Martin Eden (1909) es el título de la novela que nos ocupa, y de igual manera, es el personaje autobiográfico por medio del cual Jack London relata sus comienzos como escritor entre notas vitales y letras sentidas. Se trata de la vida de un personaje, del crecimiento interno, de la búsqueda de la plenitud y del saber. Vamos a referirnos a él.

Fue invitado a una cena en la cual se le agradecía el hecho de que hubiera defendido a uno de los miembros de la familia Morse en una riña. A partir de esa noche, tras sentirse encantado por una mujer y por la distancia cultural y de clase que los separaba, Martin Eden decide cultivarse intelectualmente, para en un futuro próximo sentirse parte de ese círculo y parte de ella. Su medio, naturalmente, sería la escritura.

El hambre se siente a la par de la desesperación y los rechazos editoriales, el cuerpo fatigado se mantiene firme en una obsesión por adquirir conocimiento.
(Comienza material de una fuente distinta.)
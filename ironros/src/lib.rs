//! # IronROS
//!
//! Encoding and decoding of ROS message primitives for Rust.
//!
//! IronROS implements the little-endian wire format ROS uses for message
//! fields: fixed-width numbers, length-prefixed strings, `time` and
//! `duration`, and fixed-length arrays of any of them. Message layout is left
//! to the caller, which walks its schema and invokes one codec per field.
//!
//! ## Features
//!
//! - **Bounds-checked buffers** - Every read and write returns a `Result`
//! - **Static and dynamic dispatch** - [`WireEncode`]/[`WireDecode`] for
//!   typed code, [`CodecTable`] for schema-driven walkers
//! - **Two 64-bit paths** - Native integers or opaque legacy byte sequences
//!
//! ## Quick Start
//!
//! ```
//! use ironros::prelude::*;
//!
//! let mut buf = [0u8; 32];
//! let mut writer = WireWriter::new(&mut buf[..], 0);
//! writer.write(&7u32).unwrap();
//! writer.write(&Time::new(12, 500)).unwrap();
//! writer.write("base_link").unwrap();
//! let end = writer.finish();
//!
//! let table = CodecTable::new(WideIntMode::Numeric);
//! let mut cursor = Cursor::default();
//! let seq = table.decode(PrimitiveType::Uint32, &buf, &mut cursor).unwrap();
//! assert_eq!(seq.as_u64(), Some(7));
//! # let _ = end;
//! ```
//!
//! ## Crate Organization
//!
//! - [`core`] - Buffer traits, cursor, primitive codecs and the codec table

pub mod prelude;

/// Core types and traits for ROS wire encoding/decoding.
pub mod core {
    pub use ironros_core::*;
}

// Re-export commonly used items at the crate root
pub use ironros_core::{
    buffer::{ReadBuffer, WriteBuffer},
    cursor::Cursor,
    decoder::{WireDecode, WireReader},
    encoder::{WireEncode, WireWriter},
    error::{Error, Result},
    registry::CodecTable,
    types::{Duration, PrimitiveType, Raw64, Time, WideIntMode},
    value::Value,
};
Las horas de sueño son estorbos, y los trabajos físicos resultan innecesarios porque la confianza en uno mismo es el móvil de la vida; incluso si esto significa perderlo todo, continuamente. 

¿La fama? Una vez alcanzada, se convierte en una invitación hacia el desencanto social, un vacío aparente tras conocer los colores reales de quienes lo creyeron menos, aun cuando en todo momento, el tiempo le traería grandeza, el trabajo ya estaba realizado.

El personaje se torna ajeno, quizás aprendió demasiado. Cuando un cuerpo sano se apaga, se refleja en la mente; ya no existe la calma y la necesidad de buscarla se torna imperiosa. Entonces hay que comenzar de nuevo, hacer el intento, llegar hasta mares conocidos, y soltar.